Excerpt of the analysis:
“The results of this analysis were surprising, revealing tremendous variation in inspection outcomes. Some FDA inspectors found compliance issues during all or almost all of their inspections. Other inspectors rarely reported finding a single compliance issue. Two inspectors never found a single compliance issue over the course of a combined 24 inspections in India. Another inspector found zero compliance issues in 20 out of 23 inspections (85 per cent) in China while finding compliance issues with almost half of domestic inspections during the same period. These are unusual inspection outcomes, the opposite of what would be expected given the widely reported failures in quality control and lack of adherence to current good manufacturing techniques by drug manufacturing facilities in China and India.

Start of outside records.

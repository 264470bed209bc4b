//! 控制台命令处理
//!
//! 解析命令行输入并在共享图上执行

use super::printer::{check_vertical_display, PrintMode, Printer};
use crate::config::GraphConfig;
use crate::error::{GraphError, Result};
use crate::graph::{Edge, Graph};
use parking_lot::RwLock;
use std::sync::Arc;
use tracing::debug;

/// 控制台使用的图：顶点和边元素均为字符串
pub type ConsoleGraph = Graph<String, String>;

/// 会话与补全器共享的图句柄
pub type SharedGraph = Arc<RwLock<ConsoleGraph>>;

/// 默认边权重
pub const DEFAULT_WEIGHT: f64 = 1.0;

/// 控制台命令
#[derive(Debug, Clone, PartialEq)]
pub enum Command {
    Help,
    Quit,
    Stats,
    Show,
    Vertices,
    Edges,
    Clone,
    Clear,
    InsertVertex(String),
    RemoveVertex(String),
    Key(String),
    InsertEdge {
        origin: String,
        destination: String,
        element: String,
        weight: f64,
    },
    RemoveEdge(String, String),
    Adjacent(String),
    Outgoing(String),
    Incoming(String),
    Degree(String),
}

impl Command {
    /// 解析一行输入
    pub fn parse(input: &str) -> Result<Self> {
        let mut parts = input.split_whitespace();
        let cmd = parts
            .next()
            .ok_or_else(|| GraphError::CommandError("空命令".to_string()))?
            .to_lowercase();
        let args: Vec<&str> = parts.collect();

        let command = match cmd.as_str() {
            "help" | "h" | "?" => Command::Help,
            "quit" | "exit" | "q" => Command::Quit,
            "stats" | "info" => Command::Stats,
            "show" | "print" => Command::Show,
            "vertices" => Command::Vertices,
            "edges" => Command::Edges,
            "clone" => Command::Clone,
            "clear" => Command::Clear,
            "vertex" | "v" => Command::InsertVertex(single(&cmd, &args)?),
            "rmvertex" | "rv" => Command::RemoveVertex(single(&cmd, &args)?),
            "key" => Command::Key(single(&cmd, &args)?),
            "adj" | "n" => Command::Adjacent(single(&cmd, &args)?),
            "out" => Command::Outgoing(single(&cmd, &args)?),
            "in" => Command::Incoming(single(&cmd, &args)?),
            "degree" | "d" => Command::Degree(single(&cmd, &args)?),
            "rmedge" | "re" => match args.as_slice() {
                [origin, destination] => {
                    Command::RemoveEdge(origin.to_string(), destination.to_string())
                }
                _ => return Err(usage("rmedge <源> <目标>")),
            },
            "edge" | "e" => match args.as_slice() {
                [origin, destination, rest @ ..] if rest.len() <= 2 => {
                    let weight = match rest.get(1) {
                        Some(w) => w.parse::<f64>().map_err(|_| {
                            GraphError::CommandError(format!("无效的权重: {}", w))
                        })?,
                        None => DEFAULT_WEIGHT,
                    };
                    Command::InsertEdge {
                        origin: origin.to_string(),
                        destination: destination.to_string(),
                        element: rest.first().map(|e| e.to_string()).unwrap_or_default(),
                        weight,
                    }
                }
                _ => return Err(usage("edge <源> <目标> [元素] [权重]")),
            },
            _ => {
                return Err(GraphError::CommandError(format!(
                    "未知命令: {}。输入 'help' 查看帮助。",
                    cmd
                )))
            }
        };

        Ok(command)
    }
}

fn single(cmd: &str, args: &[&str]) -> Result<String> {
    match args {
        [arg] => Ok(arg.to_string()),
        _ => Err(usage(&format!("{} <顶点>", cmd))),
    }
}

fn usage(text: &str) -> GraphError {
    GraphError::CommandError(format!("用法: {}", text))
}

/// 命令执行结果
#[derive(Debug, Clone, PartialEq)]
pub enum CommandResult {
    /// 继续运行
    Continue,
    /// 退出程序
    Exit,
    /// 显示消息
    Message(String),
    /// 错误
    Error(String),
}

/// 控制台会话
pub struct Session {
    graph: SharedGraph,
    printer: Printer,
}

impl Session {
    /// 以给定配置创建空图会话
    pub fn new(config: GraphConfig) -> Self {
        Self {
            graph: Arc::new(RwLock::new(Graph::with_config(config))),
            printer: Printer::default(),
        }
    }

    /// 共享图句柄（供补全器使用）
    pub fn graph(&self) -> SharedGraph {
        Arc::clone(&self.graph)
    }

    /// 解析并执行一行输入，末尾 \G 切换为垂直显示
    pub fn execute_line(&mut self, input: &str) -> CommandResult {
        let (line, vertical) = check_vertical_display(input);
        if line.is_empty() {
            return CommandResult::Continue;
        }

        self.printer.set_mode(if vertical {
            PrintMode::Vertical
        } else {
            PrintMode::Table
        });

        match Command::parse(&line) {
            Ok(command) => self.execute(command),
            Err(e) => CommandResult::Error(e.to_string()),
        }
    }

    /// 执行命令
    pub fn execute(&mut self, command: Command) -> CommandResult {
        debug!(?command, "执行命令");
        match self.run(command) {
            Ok(result) => result,
            Err(e) => CommandResult::Error(e.to_string()),
        }
    }

    fn run(&mut self, command: Command) -> Result<CommandResult> {
        let printer = self.printer;
        let result = match command {
            Command::Help => CommandResult::Message(Printer::print_help()),
            Command::Quit => CommandResult::Exit,

            Command::Stats => {
                let graph = self.graph.read();
                CommandResult::Message(printer.print_stats(
                    graph.is_directed(),
                    graph.num_vertices(),
                    graph.num_edges(),
                ))
            }

            Command::Show => CommandResult::Message(self.graph.read().to_string()),

            Command::Vertices => {
                let graph = self.graph.read();
                let rows: Vec<Vec<String>> = graph
                    .key_vertices()
                    .into_iter()
                    .enumerate()
                    .map(|(key, v)| vec![key.to_string(), v])
                    .collect();
                CommandResult::Message(printer.print_result(&["key", "vertex"], &rows))
            }

            Command::Edges => CommandResult::Message(printer.print_edges(self.graph.read().edges())),

            Command::Clone => {
                let graph = self.graph.read();
                let copy = graph.clone();
                CommandResult::Message(format!(
                    "克隆完成: {} 顶点, {} 边, 与原图相等: {}",
                    copy.num_vertices(),
                    copy.num_edges(),
                    copy == *graph
                ))
            }

            Command::Clear => {
                let mut graph = self.graph.write();
                let config = *graph.config();
                *graph = Graph::with_config(config);
                CommandResult::Message("图已清空".to_string())
            }

            Command::InsertVertex(v) => {
                let key = self.graph.write().try_insert_vertex(v.clone())?;
                CommandResult::Message(format!("顶点 {} 已插入 (键 {})", v, key))
            }

            Command::RemoveVertex(v) => {
                let mut graph = self.graph.write();
                graph.try_remove_vertex(&v)?;
                CommandResult::Message(format!(
                    "顶点 {} 已删除，剩余 {} 顶点, {} 边",
                    v,
                    graph.num_vertices(),
                    graph.num_edges()
                ))
            }

            Command::Key(v) => {
                let key = self.graph.read().get_key(&v)?;
                CommandResult::Message(format!("{}: {}", v, key))
            }

            Command::InsertEdge {
                origin,
                destination,
                element,
                weight,
            } => {
                let mut graph = self.graph.write();
                let before = graph.num_edges();
                graph.try_insert_edge(origin.clone(), destination.clone(), element, weight)?;
                CommandResult::Message(format!(
                    "边 {} -> {} 已插入 (新增 {} 条有向弧)",
                    origin,
                    destination,
                    graph.num_edges() - before
                ))
            }

            Command::RemoveEdge(origin, destination) => {
                let mut graph = self.graph.write();
                let before = graph.num_edges();
                graph.try_remove_edge(&origin, &destination)?;
                CommandResult::Message(format!(
                    "边 {} -> {} 已删除 (移除 {} 条有向弧)",
                    origin,
                    destination,
                    before - graph.num_edges()
                ))
            }

            Command::Adjacent(v) => {
                let graph = self.graph.read();
                let adjacent: Vec<&str> = graph
                    .adj_vertices(&v)
                    .ok_or_else(|| not_found(&v))?
                    .map(String::as_str)
                    .collect();
                CommandResult::Message(format!("{} 的邻接顶点: [{}]", v, adjacent.join(", ")))
            }

            Command::Outgoing(v) => {
                let graph = self.graph.read();
                let edges = graph.outgoing_edges(&v).ok_or_else(|| not_found(&v))?;
                CommandResult::Message(printer.print_edges(edges))
            }

            Command::Incoming(v) => {
                let graph = self.graph.read();
                let edges: Vec<&Edge<String, String>> =
                    graph.incoming_edges(&v).ok_or_else(|| not_found(&v))?;
                CommandResult::Message(printer.print_edges(edges))
            }

            Command::Degree(v) => {
                let graph = self.graph.read();
                match (graph.out_degree(&v), graph.in_degree(&v)) {
                    (Some(out), Some(incoming)) => {
                        CommandResult::Message(format!("{}: 出度 {}, 入度 {}", v, out, incoming))
                    }
                    _ => return Err(not_found(&v)),
                }
            }
        };

        Ok(result)
    }
}

fn not_found(v: &str) -> GraphError {
    GraphError::VertexNotFound(format!("{:?}", v))
}

#[cfg(test)]
mod tests {
    use super::*;

    fn message(result: CommandResult) -> String {
        match result {
            CommandResult::Message(m) => m,
            other => panic!("期望消息, 实际 {:?}", other),
        }
    }

    #[test]
    fn test_parse_commands() {
        assert_eq!(Command::parse("HELP").unwrap(), Command::Help);
        assert_eq!(
            Command::parse("v A").unwrap(),
            Command::InsertVertex("A".to_string())
        );
        assert_eq!(
            Command::parse("edge A B road 2.5").unwrap(),
            Command::InsertEdge {
                origin: "A".to_string(),
                destination: "B".to_string(),
                element: "road".to_string(),
                weight: 2.5,
            }
        );
        assert_eq!(
            Command::parse("e A B").unwrap(),
            Command::InsertEdge {
                origin: "A".to_string(),
                destination: "B".to_string(),
                element: String::new(),
                weight: DEFAULT_WEIGHT,
            }
        );
        assert_eq!(
            Command::parse("re A B").unwrap(),
            Command::RemoveEdge("A".to_string(), "B".to_string())
        );
    }

    #[test]
    fn test_parse_errors() {
        assert!(matches!(
            Command::parse("edge A B x abc"),
            Err(GraphError::CommandError(_))
        ));
        assert!(matches!(Command::parse("vertex"), Err(GraphError::CommandError(_))));
        assert!(matches!(Command::parse("rmedge A"), Err(GraphError::CommandError(_))));
        assert!(matches!(Command::parse("bogus"), Err(GraphError::CommandError(_))));
        assert!(Command::parse("   ").is_err());
    }

    #[test]
    fn test_session_undirected_flow() {
        let mut session = Session::new(GraphConfig::undirected());

        let out = message(session.execute_line("edge A B x 2"));
        assert!(out.contains("新增 2 条有向弧"));

        let out = message(session.execute_line("edge A A loop"));
        assert!(out.contains("新增 1 条有向弧"));

        assert!(matches!(
            session.execute_line("edge B A dup"),
            CommandResult::Error(_)
        ));

        let out = message(session.execute_line("degree A"));
        assert_eq!(out, "A: 出度 2, 入度 2");

        let out = message(session.execute_line("rmedge B A"));
        assert!(out.contains("移除 2 条有向弧"));
        assert_eq!(session.graph().read().num_edges(), 1);
    }

    #[test]
    fn test_session_remove_vertex_rekeys() {
        let mut session = Session::new(GraphConfig::directed());
        for v in ["A", "B", "C", "D"] {
            message(session.execute_line(&format!("vertex {}", v)));
        }

        message(session.execute_line("rv B"));
        assert_eq!(message(session.execute_line("key C")), "C: 1");
        assert_eq!(message(session.execute_line("key D")), "D: 2");
        assert!(matches!(session.execute_line("key B"), CommandResult::Error(_)));
    }

    #[test]
    fn test_session_queries() {
        let mut session = Session::new(GraphConfig::directed());
        message(session.execute_line("edge A B ab 1.5"));
        message(session.execute_line("edge C B cb"));

        let out = message(session.execute_line("adj A"));
        assert_eq!(out, "A 的邻接顶点: [B]");

        let out = message(session.execute_line("in B \\G"));
        assert!(out.contains("2 row(s) in set"));
        assert!(out.contains("origin: C"));

        let out = message(session.execute_line("out B"));
        assert_eq!(out, "Empty set\n");

        let out = message(session.execute_line("clone"));
        assert!(out.ends_with("与原图相等: true"));

        assert!(matches!(session.execute_line("out Z"), CommandResult::Error(_)));
        assert_eq!(session.execute_line(""), CommandResult::Continue);
        assert_eq!(session.execute_line("quit"), CommandResult::Exit);
    }

    #[test]
    fn test_session_clear_keeps_config() {
        let mut session = Session::new(GraphConfig::undirected());
        message(session.execute_line("edge A B"));
        message(session.execute_line("clear"));

        let graph = session.graph();
        let graph = graph.read();
        assert!(graph.is_empty());
        assert!(!graph.is_directed());
    }
}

“By contrast, 16 FDA inspectors, with over 325 inspections collectively in India, found compliance issues during every inspection they conducted. As a measure of what a pattern of rigorous inspections should look like, the Committee reviewed the inspection outcomes for 3 FDA inspectors with professional reputations for thoroughness who also had at least 10 inspections in China or India during the studied time period. These expert inspectors reported finding no compliance issues during inspections in China at a rate of only 6.7 to 11.4 per cent and at a rate of zero to 9.5 per cent in India.”
Key letter excerpts:
“Such large variations in inspection outcomes are troubling, and they merit further investigation. At a minimum, the Committee is concerned that these findings suggest vast differences in the skill, thoroughness, and competence of FDA inspectors. The difference in inspection outcomes appears to be just another example of institutional weaknesses and dysfunction in the FDA’s foreign drug inspection program. Prior to the pandemic, media reporting found that some FDA inspectors took an inappropriately lenient approach with foreign drug manufacturers with serious compliance violations. There were also reports of, and concerns about, foreign manufacturers attempting to bribe or improperly influence inspectors. The Committee is seriously evaluating the disturbing possibility that some of the variation in inspection outcomes could be the result of bribery or fraud.”